Покончив с едой, я глубоко вздохнула и пошла в ванную, чтобы найти воду выключенной, а Волка чистым и сухим. Хотя он был все еще голый. Потому что мои гормоны действительно нуждались в этом ударе.
— Одежда, — сказала я, снимая ее со стойки и прижимая к его груди. — Потом еда. Поторопись, она остынет. — Не то чтобы я думала, что, будучи горячей она станет вкуснее. Тосты сгорели на хрен, а яйца были самой странной долбаной консистенции, почти резиновой. Я не знаю. Может быть, так и должно было быть. Что угодно. Ему нужно было поесть.
Я села за обеденный стол, держа в руках чашку кофе.

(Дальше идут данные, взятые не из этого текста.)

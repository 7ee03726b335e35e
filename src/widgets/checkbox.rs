//! Checkbox widgets: a single boolean checkbox and a multiselect group.

use std::any::Any;

use serde_json::Value;

use super::choice::{parse_entries, ChoiceEntry};
use crate::error::Result;
use crate::layout::ElementDescriptor;
use crate::widget::traits::Widget;

// ---------------------------------------------------------------------------
// Checkbox
// ---------------------------------------------------------------------------

/// A single checkbox. Its value is `true` or `false`.
#[derive(Debug, Clone, Default)]
pub struct Checkbox {
    checked: bool,
    disabled: bool,
    hidden: bool,
}

impl Checkbox {
    pub const TYPE_NAME: &'static str = "checkbox";

    pub fn new() -> Self {
        Self::default()
    }

    pub fn from_descriptor(_desc: &ElementDescriptor) -> Result<Self> {
        Ok(Self::new())
    }

    pub fn is_checked(&self) -> bool {
        self.checked
    }

    /// Flip the checked state.
    pub fn toggle(&mut self) {
        self.checked = !self.checked;
    }

    pub fn is_disabled(&self) -> bool {
        self.disabled
    }
}

impl Widget for Checkbox {
    fn widget_type(&self) -> &str {
        Self::TYPE_NAME
    }

    fn value(&self) -> Option<Value> {
        Some(Value::Bool(self.checked))
    }

    /// Only a literal `true` checks the box.
    fn set_value_impl(&mut self, value: &Value) {
        self.checked = *value == Value::Bool(true);
    }

    fn set_disabled(&mut self, disabled: bool) {
        self.disabled = disabled;
    }

    fn set_visible(&mut self, visible: bool) {
        self.hidden = !visible;
    }

    fn can_focus(&self) -> bool {
        !self.disabled && !self.hidden
    }

    fn as_any(&self) -> &dyn Any {
        self
    }

    fn as_any_mut(&mut self) -> &mut dyn Any {
        self
    }
}

// ---------------------------------------------------------------------------
// CheckboxGroup
// ---------------------------------------------------------------------------

/// A group of checkboxes. Its value is the array of checked entry values, in
/// entry order.
#[derive(Debug, Clone, Default)]
pub struct CheckboxGroup {
    entries: Vec<ChoiceEntry>,
    checked: Vec<bool>,
    disabled: bool,
    hidden: bool,
}

impl CheckboxGroup {
    pub const TYPE_NAME: &'static str = "checkboxGroup";

    pub fn new(entries: Vec<ChoiceEntry>) -> Self {
        let checked = vec![false; entries.len()];
        Self {
            entries,
            checked,
            ..Self::default()
        }
    }

    /// Build from a layout descriptor (`entries`).
    pub fn from_descriptor(desc: &ElementDescriptor) -> Result<Self> {
        Ok(Self::new(parse_entries(desc)?))
    }

    pub fn entries(&self) -> &[ChoiceEntry] {
        &self.entries
    }

    /// Flip the entry at `index`. Out of range indices are ignored.
    pub fn toggle(&mut self, index: usize) {
        if let Some(flag) = self.checked.get_mut(index) {
            *flag = !*flag;
        }
    }

    /// Flip the entry holding `value`.
    pub fn toggle_value(&mut self, value: &Value) {
        if let Some(index) = self.entries.iter().position(|e| &e.value == value) {
            self.toggle(index);
        }
    }
}

impl Widget for CheckboxGroup {
    fn widget_type(&self) -> &str {
        Self::TYPE_NAME
    }

    fn value(&self) -> Option<Value> {
        let selected = self
            .entries
            .iter()
            .zip(&self.checked)
            .filter(|(_, on)| **on)
            .map(|(e, _)| e.value.clone())
            .collect();
        Some(Value::Array(selected))
    }

    /// Check exactly the entries whose values appear in the given array.
    fn set_value_impl(&mut self, value: &Value) {
        let wanted: &[Value] = value.as_array().map(Vec::as_slice).unwrap_or(&[]);
        for (entry, flag) in self.entries.iter().zip(self.checked.iter_mut()) {
            *flag = wanted.contains(&entry.value);
        }
    }

    fn set_disabled(&mut self, disabled: bool) {
        self.disabled = disabled;
    }

    fn set_visible(&mut self, visible: bool) {
        self.hidden = !visible;
    }

    fn is_multiselect(&self) -> bool {
        true
    }

    fn can_focus(&self) -> bool {
        !self.disabled && !self.hidden
    }

    fn as_any(&self) -> &dyn Any {
        self
    }

    fn as_any_mut(&mut self) -> &mut dyn Any {
        self
    }
}
impl Form {
    fn shape(&self, node: NodeId) -> Option<Shape> {
        Some(match &self.dom.get(node)?.kind {
            NodeKind::Field(_) => Shape::Field,
            NodeKind::Panel => Shape::Panel,
            NodeKind::List(model) => Shape::List {
                multitype: model.multitype,
            },
            NodeKind::Layout(_) => Shape::Layout,
        })
    }

    // -----------------------------------------------------------------------
    // Reading
    // -----------------------------------------------------------------------

    /// Current value of an element.
    ///
    /// Fields report their widget value; panels an object of their
    /// contributing children; lists an array of their contributing entries.
    /// Layout wrappers, removed nodes and value-less widgets give `None`.
    pub fn value(&self, node: NodeId) -> Option<Value> {
        match self.shape(node)? {
            Shape::Field => self.dom.get(node)?.widget()?.value(),
            Shape::Panel => {
                let mut map = Map::new();
                for child in self.dom.element_children(node) {
                    let Some(key) = self.dom.get(child).and_then(|d| d.key.clone()) else {
                        continue;
                    };
                    if let Some(value) = self.contributed_value(child) {
                        map.insert(key, value);
                    }
                }
                Some(Value::Object(map))
            }
            Shape::List { multitype } => {
                let mut items = Vec::new();
                for entry in self.dom.element_children(node) {
                    let Some(value) = self.contributed_value(entry) else {
                        continue;
                    };
                    if multitype {
                        let key = self.dom.get(entry).and_then(|d| d.key.clone());
                        items.push(json!({"key": key, "value": value}));
                    } else {
                        items.push(value);
                    }
                }
                Some(Value::Array(items))
            }
            Shape::Layout => None,
        }
    }

    /// Value of the whole form. An empty object once destroyed.
    pub fn root_value(&self) -> Value {
        self.value(self.root()).unwrap_or_else(|| json!({}))
    }

    /// The value a child adds to its container, if any.
    fn contributed_value(&self, child: NodeId) -> Option<Value> {
        let data = self.dom.get(child)?;
        if !data.state().contributes_value() {
            return None;
        }
        let value = self.value(child)?;
        if data.exclude_value.as_ref().is_some_and(|x| loose_eq(x, &value)) {
            return None;
        }
        Some(value)
    }

    // -----------------------------------------------------------------------
    // Writing
    // -----------------------------------------------------------------------

    /// Set an element's value and fire its change event.
    ///
    /// A panel takes an object and sets each child named by a key; keys
    /// without a child are ignored. A list takes an array and rebuilds its
    /// entries when the array differs from the current value. Either fires a
    /// single change on the container.
    pub fn set_value(&mut self, node: NodeId, value: &Value) -> Result<()> {
        match self.shape(node).ok_or(FormError::NodeNotFound)? {
            Shape::Field => {
                if let Some(widget) = self.dom.get_mut(node).and_then(|d| d.widget_mut()) {
                    widget.set_value_impl(value);
                }
            }
            Shape::Panel => {
                let Value::Object(map) = value else {
                    return Err(self.invalid_value(node, "a panel value must be an object"));
                };
                self.bulk_set.push(node);
                let applied = self.apply_panel_value(node, map);
                self.bulk_set.pop();
                applied?;
            }
            Shape::List { multitype } => {
                let Value::Array(items) = value else {
                    return Err(self.invalid_value(node, "a list value must be an array"));
                };
                if self.value(node).as_ref() == Some(value) {
                    return Ok(());
                }
                self.bulk_set.push(node);
                let applied = self.apply_list_value(node, items, multitype);
                self.bulk_set.pop();
                applied?;
            }
            Shape::Layout => {
                return Err(self.invalid_value(node, "layout wrappers have no value"));
            }
        }
        self.value_changed(node);
        Ok(())
    }

    fn apply_panel_value(&mut self, panel: NodeId, map: &Map<String, Value>) -> Result<()> {
        for (key, value) in map {
            match self.dom.get_entry(panel, key) {
                Some(child) => self.set_value(child, value)?,
                None => tracing::debug!(panel = %self.key_label(panel), key, "no element for key; ignored"),
            }
        }
        Ok(())
    }

    fn apply_list_value(&mut self, list: NodeId, items: &[Value], multitype: bool) -> Result<()> {
        for entry in self.dom.children(list).to_vec() {
            self.dom.remove(entry);
        }
        self.prune_bindings();
        for item in items {
            if !multitype {
                let entry = self.build_list_entry(list, 0, Some(item))?;
                self.wire_entry(entry);
                continue;
            }
            let key = item.get("key").and_then(Value::as_str);
            let index = match (key, self.dom.get(list).map(|d| &d.kind)) {
                (Some(key), Some(NodeKind::List(model))) => {
                    model.entry_types.iter().position(|t| t.layout_key() == Some(key))
                }
                _ => None,
            };
            match index {
                Some(index) => {
                    let entry = self.build_list_entry(list, index, item.get("value"))?;
                    self.wire_entry(entry);
                }
                None => tracing::warn!(list = %self.key_label(list), item = %item, "no entry type for list value; ignored"),
            }
        }
        Ok(())
    }

    /// Wire a new list entry's selectors, unless the whole form is still
    /// being built and will wire everything at once.
    pub(crate) fn wire_entry(&mut self, entry: NodeId) {
        if !self.building {
            self.populate_selectors(entry);
        }
    }

    fn invalid_value(&self, node: NodeId, message: &str) -> FormError {
        FormError::InvalidValue {
            element: self.key_label(node),
            message: message.to_string(),
        }
    }

    // -----------------------------------------------------------------------
    // Meta
    // -----------------------------------------------------------------------

    /// Meta of an element, for result code generation.
    ///
    /// A field reports its configured meta. A nested panel reports an object
    /// meta over its children. A list reports array meta computed from its
    /// current entries, or `None` while empty.
    pub fn meta(&self, node: NodeId) -> Option<Meta> {
        let data = self.dom.get(node)?;
        match self.shape(node)? {
            Shape::Field => data.meta.clone(),
            Shape::Panel => Some(Meta::object(self.panel_meta(node))),
            Shape::List { multitype } => {
                let entries = self.dom.element_children(node);
                let first = *entries.first()?;
                let mut meta = data.meta.clone().unwrap_or_default();
                meta.parent_type = Some(ParentType::Array);
                if multitype {
                    let wrapped = entries
                        .iter()
                        .map(|&e| {
                            let mut child = MetaMap::new();
                            child.insert("value".into(), self.meta(e).unwrap_or_default());
                            Meta::object(child)
                        })
                        .collect();
                    meta.entry_meta_array = Some(wrapped);
                } else {
                    // without entry meta the whole list encodes as a literal
                    let entry_meta = self.meta(first)?;
                    meta.entry_meta = Some(Box::new(entry_meta));
                }
                Some(meta)
            }
            Shape::Layout => None,
        }
    }

    /// Meta map of the root panel.
    pub fn root_meta(&self) -> MetaMap {
        self.panel_meta(self.root())
    }

    fn panel_meta(&self, panel: NodeId) -> MetaMap {
        let mut map = MetaMap::new();
        for child in self.dom.element_children(panel) {
            let Some(key) = self.dom.get(child).and_then(|d| d.key.clone()) else {
                continue;
            };
            if let Some(meta) = self.meta(child) {
                map.insert(key, meta);
            }
        }
        map
    }

    /// Expression kind of an element, classified against the current value
    /// of its container.
    pub fn expression_kind(&self, node: NodeId) -> Result<ExpressionKind> {
        let container = self.container_value(node)?;
        classify(self.meta(node).as_ref(), container.as_ref(), &self.key_label(node))
    }

    /// Encoded result text of a single element.
    pub fn code_text(&self, node: NodeId) -> Result<ValueCodeText> {
        let container = self.container_value(node)?;
        value_code_text(self.value(node).as_ref(), self.meta(node).as_ref(), container.as_ref())
    }

    fn container_value(&self, node: NodeId) -> Result<Option<Value>> {
        if !self.dom.contains(node) {
            return Err(FormError::NodeNotFound);
        }
        Ok(self.dom.enclosing_container(node).and_then(|c| self.value(c)))
    }

    /// Generate the result function body for the form's current value.
    pub fn result_function_body(&self) -> Result<FunctionBody> {
        FunctionBodyGenerator::generate(&self.root_value(), &self.root_meta())
    }
}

Мой желудок болезненно сжался при мысли о том, чтобы попытаться запихнуть в него еду, поэтому я просто смотрела на его полную тарелку, пока не услышала, как открылась дверь, и Волк вышел и сел. Он долго смотрел на еду, сдвинув брови, потом наколол вилкой яйцо и поднес ко рту.
Он жевал целых две секунды, прежде чем с трудом проглотить.
И тут случилось самое странное.
Его вилка со звоном упала на тарелку, он откинул голову назад и рассмеялся.
Рассмеялся.
Ни смешок, ни тот рокот, который я слышала от него раньше.
Это был настоящий, неподдельный утробный смех.